Not that it matters in the moment, but hypothetically how would one fix a power leak like this? From the zuck perspective, how do you seal the pipes and send the little journos scurrying off to some other pond. For some scrappy underdog competitor like Parler it's not even obvious that they generate power, which is why the "cathedral" just goes right over their head to their hosting and payment processing providers and has them crushed like insects. But the press can't threaten Facebook's host. It is its own host. It's extremely unlikely the press could threaten its bank either. It could support unraveling 230, but Facebook could afford this, so that's not it.

The press could try to make Facebook seem very uncool, but this stopped being a problem a long time ago. The press represent the adults, so whatever they say is cool becomes lame for the kids; whatever they say is lame becomes cool for the kids. In any case, while Facebook is very lame, grandma thinks it's cool and if you want to talk to grandma or see what she had for lunch you have to do it on Facebook. So the kids are still on Facebook. Facebook owns both the adults and the kids demos.

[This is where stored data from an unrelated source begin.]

//! Connection pool and outbound ingester RPC contracts (spec §4.5, §6).

use std::sync::Arc;

use async_trait::async_trait;

use crate::error::DistributorError;
use crate::model::PushRequest;

/// The capability a pooled connection exposes to the pipeline: a single
/// batched `Push` RPC carrying every series routed to that ingester.
///
/// # Why
/// Spec §4.5 says "pool entries expose only the `Push` capability" —
/// deliberately not a general RPC channel — so fan-out tasks can't
/// accidentally reach for unrelated ingester endpoints through a pooled
/// handle.
#[async_trait]
pub trait IngesterClient: Send + Sync {
    async fn push(&self, request: PushRequest) -> Result<(), DistributorError>;
}

/// Keyed-by-address pool of `IngesterClient`s (spec §4.5).
///
/// # Contract
/// - `get` lazily dials on first use and returns a shared, cloneable
///   handle; concurrent callers requesting the same `addr` must not dial
///   twice.
/// - Implementations evict idle entries after a configured TTL and expose
///   a live client-count gauge through the metrics sink.
#[async_trait]
pub trait ConnectionPool: Send + Sync {
    async fn get(&self, addr: &str) -> Result<Arc<dyn IngesterClient>, DistributorError>;
}
use std::{
    borrow::Borrow,
    fmt::{self, Display},
};

//--------------------------------------------------------------------------------------------------
// Types
//--------------------------------------------------------------------------------------------------

/// An opaque identifier of a node in a [`Tree`](super::Tree).
#[derive(Debug, Clone, PartialEq, Eq, Hash, PartialOrd, Ord)]
pub struct NodeId(String);

//--------------------------------------------------------------------------------------------------
// Traits
//--------------------------------------------------------------------------------------------------

/// A value that can be stored in a [`Tree`](super::Tree).
///
/// The id of a node must stay the same for as long as the node is in a tree.
pub trait Node: Clone {
    /// Returns the id of the node.
    fn id(&self) -> NodeId;
}

//--------------------------------------------------------------------------------------------------
// Methods
//--------------------------------------------------------------------------------------------------

impl NodeId {
    /// Creates a new node id.
    pub fn new(id: impl Into<String>) -> Self {
        Self(id.into())
    }

    /// Returns the string representation of the id.
    pub fn as_str(&self) -> &str {
        &self.0
    }
}

//--------------------------------------------------------------------------------------------------
// Trait Implementations
//--------------------------------------------------------------------------------------------------

impl Display for NodeId {
    fn fmt(&self, f: &mut fmt::Formatter<'_>) -> fmt::Result {
        write!(f, "{}", self.0)
    }
}

impl From<&str> for NodeId {
    fn from(id: &str) -> Self {
        Self(id.to_string())
    }
}

impl From<String> for NodeId {
    fn from(id: String) -> Self {
        Self(id)
    }
}

impl Borrow<str> for NodeId {
    fn borrow(&self) -> &str {
        &self.0
    }
}

impl AsRef<str> for NodeId {
    fn as_ref(&self) -> &str {
        &self.0
    }
}
use getset::CopyGetters;
use typed_builder::TypedBuilder;

//--------------------------------------------------------------------------------------------------
// Types
//--------------------------------------------------------------------------------------------------

/// Options that control how the final segment of a path is resolved.
#[derive(Debug, Clone, Copy, PartialEq, Eq, Hash)]
pub enum LinkResolutionOption {
    /// Follow a link in the final segment of the path to the file it points at
    FollowBasenameLinks,

    /// Return the last link of a chain whose target does not exist instead of nothing.
    /// Implies [`LinkResolutionOption::FollowBasenameLinks`].
    DoNotFollowDeadBasenameLinks,
}

/// Decides which links are followed while resolving a path.
///
/// Ancestor links are links in any segment but the last one, basename links are links in the
/// last segment.
#[derive(Debug, Clone, Copy, PartialEq, Eq, CopyGetters, TypedBuilder)]
#[getset(get_copy = "pub with_prefix")]
pub struct LinkResolutionStrategy {
    /// Follow links in the ancestor segments of the path
    #[builder(default)]
    follow_ancestor_links: bool,

    /// Follow a link in the final segment of the path
    #[builder(default)]
    follow_basename_links: bool,

    /// Stop at the last link of a dead chain instead of resolving to nothing
    #[builder(default)]
    do_not_follow_dead_basename_links: bool,
}

//--------------------------------------------------------------------------------------------------
// Methods
//--------------------------------------------------------------------------------------------------

impl LinkResolutionStrategy {
    /// Creates a strategy that follows ancestor links and applies the given basename options.
    pub fn from_options(options: &[LinkResolutionOption]) -> Self {
        let mut strategy = Self {
            follow_ancestor_links: true,
            ..Self::default()
        };

        for option in options {
            match option {
                LinkResolutionOption::FollowBasenameLinks => {
                    strategy.follow_basename_links = true;
                }
                LinkResolutionOption::DoNotFollowDeadBasenameLinks => {
                    strategy.follow_basename_links = true;
                    strategy.do_not_follow_dead_basename_links = true;
                }
            }
        }

        strategy
    }

    /// Returns `true` if any kind of link is followed.
    pub fn follows_links(&self) -> bool {
        self.follow_ancestor_links || self.follow_basename_links
    }
}

//--------------------------------------------------------------------------------------------------
// Trait Implementations
//--------------------------------------------------------------------------------------------------

impl Default for LinkResolutionStrategy {
    fn default() -> Self {
        Self::builder().build()
    }
}

//--------------------------------------------------------------------------------------------------
// Tests
//--------------------------------------------------------------------------------------------------
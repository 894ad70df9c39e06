use getset::Getters;

use crate::file::{FilePath, FileResolution};

use super::FileNode;

//--------------------------------------------------------------------------------------------------
// Types
//--------------------------------------------------------------------------------------------------

/// A node reached by resolving a requested path.
///
/// `leaf_link_resolution` holds the basename links that were followed to reach `node`, in the
/// order they were followed. It never contains `node` itself.
#[derive(Debug, Clone, PartialEq, Eq, Getters)]
#[getset(get = "pub with_prefix")]
pub struct NodeAccess {
    /// The path that was requested
    request_path: FilePath,

    /// The node the request resolved to
    node: FileNode,

    /// The basename links followed on the way
    leaf_link_resolution: Vec<NodeAccess>,
}

//--------------------------------------------------------------------------------------------------
// Methods
//--------------------------------------------------------------------------------------------------

impl NodeAccess {
    /// Creates a new access without any followed links.
    pub fn new(request_path: FilePath, node: FileNode) -> Self {
        Self {
            request_path,
            node,
            leaf_link_resolution: Vec::new(),
        }
    }

    /// Records the chain of links followed to reach the node.
    pub fn with_link_resolution(mut self, links: Vec<NodeAccess>) -> Self {
        self.leaf_link_resolution = links;
        self
    }

    pub(crate) fn with_request_path(mut self, request_path: FilePath) -> Self {
        self.request_path = request_path;
        self
    }

    /// Consumes the access and returns the node.
    pub fn into_node(self) -> FileNode {
        self.node
    }

    /// Converts the access into a [`FileResolution`].
    pub fn into_resolution(self) -> FileResolution {
        FileResolution {
            request_path: self.request_path,
            reference: self.node.reference,
            link_resolutions: self
                .leaf_link_resolution
                .into_iter()
                .map(NodeAccess::into_resolution)
                .collect(),
        }
    }
}
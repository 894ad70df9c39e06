use std::collections::BTreeSet;

use globset::{GlobBuilder, GlobMatcher};

use crate::{
    file::{FilePath, FileResolution},
    LayerTreeError, LayerTreeResult, DIR_SEPARATOR,
};

use super::{FileTree, LinkResolutionOption, LinkResolutionStrategy};

//--------------------------------------------------------------------------------------------------
// Types
//--------------------------------------------------------------------------------------------------

/// A single `/`-separated segment of a compiled glob pattern.
enum Segment {
    /// `**`, matching zero or more directories
    Recursive,

    /// A segment without metacharacters
    Literal(String),

    /// A segment with metacharacters, matched against one basename
    Pattern(GlobMatcher),
}

//--------------------------------------------------------------------------------------------------
// Methods
//--------------------------------------------------------------------------------------------------

impl FileTree {
    /// Returns the resolution of every non-directory path matching the glob `pattern`.
    ///
    /// The pattern is matched segment by segment against the tree, listing directories through
    /// links the way a real filesystem would. `*` never crosses a `/` and `**` matches any number
    /// of directories. Relative patterns are anchored at `/`. Matches are resolved with `options`,
    /// so links in the final segment are only followed when requested.
    pub fn files_by_glob(
        &self,
        pattern: &str,
        options: &[LinkResolutionOption],
    ) -> LayerTreeResult<Vec<FileResolution>> {
        let segments = compile(pattern)?;

        let mut matches = BTreeSet::new();
        let mut branch = vec![FilePath::root()];
        self.expand_glob(&FilePath::root(), &segments, &mut branch, &mut matches)?;

        let mut resolutions = Vec::new();
        for path in matches {
            match self.file_access(path.clone(), options) {
                Ok(Some(access)) if !access.get_node().is_dir() => {
                    resolutions.push(access.into_resolution());
                }
                Ok(_) => {}
                Err(LayerTreeError::LinkCycleDetected(_)) => {
                    tracing::trace!(%path, "skipping glob match with a link cycle");
                }
                Err(error) => return Err(error),
            }
        }

        Ok(resolutions)
    }

    fn expand_glob(
        &self,
        current: &FilePath,
        segments: &[Segment],
        branch: &mut Vec<FilePath>,
        matches: &mut BTreeSet<FilePath>,
    ) -> LayerTreeResult<()> {
        let Some((segment, rest)) = segments.split_first() else {
            matches.insert(current.clone());
            return Ok(());
        };

        match segment {
            Segment::Recursive => {
                self.expand_glob(current, rest, branch, matches)?;

                for child in self.glob_entries(current) {
                    if rest.is_empty() {
                        matches.insert(child.clone());
                    }

                    let Some(dir) = self.glob_dir(&child) else {
                        continue;
                    };

                    // A directory already on the branch is reached again through a link
                    if branch.contains(&dir) {
                        tracing::trace!(path = %child, "not descending into link loop");
                        continue;
                    }

                    branch.push(dir);
                    let result = self.expand_glob(&child, segments, branch, matches);
                    branch.pop();
                    result?;
                }
            }
            Segment::Literal(name) => {
                self.expand_glob_child(&current.join(name), rest, branch, matches)?;
            }
            Segment::Pattern(matcher) => {
                for child in self.glob_entries(current) {
                    if matcher.is_match(child.basename()) {
                        self.expand_glob_child(&child, rest, branch, matches)?;
                    }
                }
            }
        }

        Ok(())
    }

    fn expand_glob_child(
        &self,
        child: &FilePath,
        rest: &[Segment],
        branch: &mut Vec<FilePath>,
        matches: &mut BTreeSet<FilePath>,
    ) -> LayerTreeResult<()> {
        if rest.is_empty() {
            if self.glob_entry_exists(child) {
                matches.insert(child.clone());
            }
            return Ok(());
        }

        let Some(dir) = self.glob_dir(child) else {
            return Ok(());
        };

        branch.push(dir);
        let result = self.expand_glob(child, rest, branch, matches);
        branch.pop();
        result
    }

    fn glob_entries(&self, dir: &FilePath) -> Vec<FilePath> {
        self.list_paths(dir.clone()).unwrap_or_else(|error| {
            tracing::trace!(%dir, %error, "cannot list glob directory");
            Vec::new()
        })
    }

    /// Returns the real path of the directory `path` resolves to, following every link.
    fn glob_dir(&self, path: &FilePath) -> Option<FilePath> {
        let strategy = LinkResolutionStrategy::from_options(&[
            LinkResolutionOption::FollowBasenameLinks,
        ]);

        match self.resolve(path.clone(), strategy) {
            Ok(Some(access)) if access.get_node().is_dir() => {
                Some(access.into_node().real_path)
            }
            _ => None,
        }
    }

    fn glob_entry_exists(&self, path: &FilePath) -> bool {
        let strategy = LinkResolutionStrategy::from_options(&[]);
        matches!(self.resolve(path.clone(), strategy), Ok(Some(_)))
    }
}

//--------------------------------------------------------------------------------------------------
// Functions
//--------------------------------------------------------------------------------------------------

fn compile(pattern: &str) -> LayerTreeResult<Vec<Segment>> {
    let mut segments: Vec<Segment> = Vec::new();
    for segment in pattern.split(DIR_SEPARATOR).filter(|segment| !segment.is_empty()) {
        if segment == "**" {
            if !matches!(segments.last(), Some(Segment::Recursive)) {
                segments.push(Segment::Recursive);
            }
            continue;
        }

        if !has_meta(segment) {
            segments.push(Segment::Literal(segment.to_string()));
            continue;
        }

        let matcher = GlobBuilder::new(segment)
            .literal_separator(true)
            .build()?
            .compile_matcher();
        segments.push(Segment::Pattern(matcher));
    }

    Ok(segments)
}

/// Returns `true` if the segment holds any glob metacharacter.
pub(crate) fn has_meta(segment: &str) -> bool {
    segment.contains(['*', '?', '[', ']', '{', '}', '\\'])
}

//--------------------------------------------------------------------------------------------------
// Tests
//--------------------------------------------------------------------------------------------------
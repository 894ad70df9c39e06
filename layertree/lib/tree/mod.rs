//! Generic single-parent node graph.
//!
//! The tree is an arena: nodes are owned by one map and every relationship is expressed through
//! [`NodeId`]s, so a built tree can be shared for read-only access across threads.

mod node;
mod tree;
mod walker;

//--------------------------------------------------------------------------------------------------
// Exports
//--------------------------------------------------------------------------------------------------

pub use node::*;
pub use tree::*;
pub use walker::*;
//! Layer trees: path resolution, mutation, globbing and squashing.

mod access;
mod builder;
mod filetree;
mod glob;
mod node;
mod strategy;
mod union;

//--------------------------------------------------------------------------------------------------
// Exports
//--------------------------------------------------------------------------------------------------

pub use access::*;
pub use builder::*;
pub use filetree::*;
pub use node::*;
pub use strategy::*;
pub use union::*;

pub(crate) use glob::has_meta;
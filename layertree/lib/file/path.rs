use std::fmt::{self, Display};

use serde::{Deserialize, Serialize};
use typed_path::{Utf8UnixComponent, Utf8UnixPath};

use crate::{
    LayerTreeError, LayerTreeResult, DIR_SEPARATOR, OPAQUE_WHITEOUT, ROOT_PATH, WHITEOUT_PREFIX,
};

//--------------------------------------------------------------------------------------------------
// Types
//--------------------------------------------------------------------------------------------------

/// A normalized, absolute unix path inside an image filesystem.
///
/// Normalization rules:
/// - Relative paths are anchored at `/`
/// - `.` components and redundant separators are removed
/// - `..` components are resolved and never climb above `/`
/// - Trailing separators are trimmed, except for the root path itself
///
/// Two paths that normalize the same way compare equal, so `FilePath::new("/a/b/")` and
/// `FilePath::new("/a/./b")` name the same node.
#[derive(Debug, Clone, PartialEq, Eq, Hash, PartialOrd, Ord, Serialize, Deserialize)]
#[serde(from = "String", into = "String")]
pub struct FilePath(String);

//--------------------------------------------------------------------------------------------------
// Methods
//--------------------------------------------------------------------------------------------------

impl FilePath {
    /// Creates a new normalized path.
    pub fn new(path: impl AsRef<str>) -> Self {
        Self(normalize(path.as_ref()))
    }

    /// Returns the root path.
    pub fn root() -> Self {
        Self(ROOT_PATH.to_string())
    }

    /// Returns the string representation of the path.
    pub fn as_str(&self) -> &str {
        &self.0
    }

    /// Returns `true` if this is the root path.
    pub fn is_root(&self) -> bool {
        self.0 == ROOT_PATH
    }

    /// Returns the final segment of the path, or `/` for the root path.
    pub fn basename(&self) -> &str {
        if self.is_root() {
            return ROOT_PATH;
        }

        self.0
            .rsplit_once(DIR_SEPARATOR)
            .map(|(_, name)| name)
            .unwrap_or(&self.0)
    }

    /// Returns the parent directory of the path, or `None` for the root path.
    pub fn parent(&self) -> Option<FilePath> {
        if self.is_root() {
            return None;
        }

        match self.0.rsplit_once(DIR_SEPARATOR) {
            Some(("", _)) | None => Some(Self::root()),
            Some((parent, _)) => Some(Self(parent.to_string())),
        }
    }

    /// Appends a relative path to this path and normalizes the result.
    pub fn join(&self, path: impl AsRef<str>) -> FilePath {
        Self::new(format!("{}{}{}", self.0, DIR_SEPARATOR, path.as_ref()))
    }

    /// Returns the segments of the path, excluding the root.
    pub fn segments(&self) -> impl Iterator<Item = &str> {
        self.0.split(DIR_SEPARATOR).filter(|segment| !segment.is_empty())
    }

    /// Returns every ancestor of the path, from the root down to the direct parent.
    pub fn ancestors(&self) -> Vec<FilePath> {
        let mut ancestors = Vec::new();
        let mut current = self.parent();
        while let Some(path) = current {
            current = path.parent();
            ancestors.push(path);
        }

        ancestors.reverse();
        ancestors
    }

    /// Returns `true` if the basename marks a whiteout, including opaque directory markers.
    pub fn is_whiteout(&self) -> bool {
        self.basename().starts_with(WHITEOUT_PREFIX)
    }

    /// Returns `true` if the basename is the opaque directory marker.
    pub fn is_opaque_whiteout(&self) -> bool {
        self.basename() == OPAQUE_WHITEOUT
    }

    /// Returns the path hidden by this whiteout.
    ///
    /// ## Errors
    ///
    /// Returns `NotAWhiteout` if the path is not a whiteout or if it is an opaque directory
    /// marker, which hides a set of paths rather than a single one.
    pub fn un_whiteout(&self) -> LayerTreeResult<FilePath> {
        if !self.is_whiteout() || self.is_opaque_whiteout() {
            return Err(LayerTreeError::NotAWhiteout(self.clone()));
        }

        let name = &self.basename()[WHITEOUT_PREFIX.len()..];
        if name.is_empty() {
            return Err(LayerTreeError::NotAWhiteout(self.clone()));
        }

        let parent = self.parent().unwrap_or_else(Self::root);
        Ok(parent.join(name))
    }

    /// Returns the path of the opaque marker that would sit directly inside this directory.
    pub fn opaque_whiteout(&self) -> FilePath {
        self.join(OPAQUE_WHITEOUT)
    }
}

//--------------------------------------------------------------------------------------------------
// Functions
//--------------------------------------------------------------------------------------------------

/// Normalizes a unix path string.
///
/// Unlike a filesystem lookup this never fails: `..` at the root stays at the root, matching
/// how link targets inside an image are interpreted.
fn normalize(path: &str) -> String {
    let mut normalized: Vec<&str> = Vec::new();
    for component in Utf8UnixPath::new(path).components() {
        match component {
            Utf8UnixComponent::RootDir | Utf8UnixComponent::CurDir => {}
            Utf8UnixComponent::ParentDir => {
                normalized.pop();
            }
            Utf8UnixComponent::Normal(segment) => {
                if !segment.is_empty() {
                    normalized.push(segment);
                }
            }
        }
    }

    if normalized.is_empty() {
        return ROOT_PATH.to_string();
    }

    format!("{}{}", ROOT_PATH, normalized.join("/"))
}

//--------------------------------------------------------------------------------------------------
// Trait Implementations
//--------------------------------------------------------------------------------------------------

impl Display for FilePath {
    fn fmt(&self, f: &mut fmt::Formatter<'_>) -> fmt::Result {
        write!(f, "{}", self.0)
    }
}

impl From<&str> for FilePath {
    fn from(path: &str) -> Self {
        Self::new(path)
    }
}

impl From<String> for FilePath {
    fn from(path: String) -> Self {
        Self::new(path)
    }
}

impl From<&String> for FilePath {
    fn from(path: &String) -> Self {
        Self::new(path)
    }
}

impl From<&FilePath> for FilePath {
    fn from(path: &FilePath) -> Self {
        path.clone()
    }
}

impl From<FilePath> for String {
    fn from(path: FilePath) -> Self {
        path.0
    }
}

impl AsRef<str> for FilePath {
    fn as_ref(&self) -> &str {
        &self.0
    }
}

//--------------------------------------------------------------------------------------------------
// Tests
//--------------------------------------------------------------------------------------------------

#[cfg(test)]
mod tests {
    use super::*;

    #[test]
    fn test_file_path_normalize() {
        assert_eq!(FilePath::new("/a/b/").as_str(), "/a/b");
        assert_eq!(FilePath::new("/a//b").as_str(), "/a/b");
        assert_eq!(FilePath::new("/a/./b").as_str(), "/a/b");
        assert_eq!(FilePath::new("a/b").as_str(), "/a/b");
        assert_eq!(FilePath::new("/a/c/../b").as_str(), "/a/b");
        assert_eq!(FilePath::new("/../../b").as_str(), "/b");
        assert_eq!(FilePath::new("").as_str(), "/");
        assert_eq!(FilePath::new("/").as_str(), "/");
        assert_eq!(FilePath::new("///").as_str(), "/");
        assert_eq!(FilePath::new("/a/b/"), FilePath::new("/a/b"));
    }

    #[test]
    fn test_file_path_basename_and_parent() {
        let path = FilePath::new("/usr/lib/libc.so.6");
        assert_eq!(path.basename(), "libc.so.6");
        assert_eq!(path.parent(), Some(FilePath::new("/usr/lib")));
        assert_eq!(FilePath::new("/usr").parent(), Some(FilePath::root()));
        assert_eq!(FilePath::root().parent(), None);
        assert_eq!(FilePath::root().basename(), "/");
    }

    #[test]
    fn test_file_path_join_and_segments() {
        let path = FilePath::new("/usr/lib");
        assert_eq!(path.join("../bin/sh").as_str(), "/usr/bin/sh");
        assert_eq!(FilePath::root().join("etc").as_str(), "/etc");
        assert_eq!(path.segments().collect::<Vec<_>>(), vec!["usr", "lib"]);
        assert_eq!(FilePath::root().segments().count(), 0);
        assert_eq!(
            FilePath::new("/a/b/c").ancestors(),
            vec![FilePath::root(), FilePath::new("/a"), FilePath::new("/a/b")]
        );
    }

    #[test]
    fn test_file_path_whiteouts() -> anyhow::Result<()> {
        let whiteout = FilePath::new("/etc/.wh.motd");
        assert!(whiteout.is_whiteout());
        assert!(!whiteout.is_opaque_whiteout());
        assert_eq!(whiteout.un_whiteout()?, FilePath::new("/etc/motd"));

        let opaque = FilePath::new("/etc/.wh..wh..opq");
        assert!(opaque.is_whiteout());
        assert!(opaque.is_opaque_whiteout());
        assert!(matches!(
            opaque.un_whiteout(),
            Err(LayerTreeError::NotAWhiteout(_))
        ));

        assert!(!FilePath::new("/etc/motd").is_whiteout());
        assert!(FilePath::new("/etc/motd").un_whiteout().is_err());
        assert_eq!(
            FilePath::new("/etc").opaque_whiteout(),
            FilePath::new("/etc/.wh..wh..opq")
        );

        Ok(())
    }
}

There were lots of skirmishes between the press and wider analog media versus the tech media about a decade ago. The analog media felt threatened, which indicates the tech media had power, and it seemed at that point like tech could crush analog any time it wanted. Just cut them out of search results, shadowban them on Facebook and Twitter, watch them wither on the vine. The press played the victim here - variously demanding to be elevated above "fake news" sources and that they be granted royalties for every link and excerpt on Google News, Facebook News, etc. But then something strange happened and tech gave them everything they wanted. Was it infiltration? Cathedral double-agents? Did they get invited to the oligarchic table?

Much remains unexplained here. What is the mechanism that creates the power leak, and how might it have been prevented or how can it be undone?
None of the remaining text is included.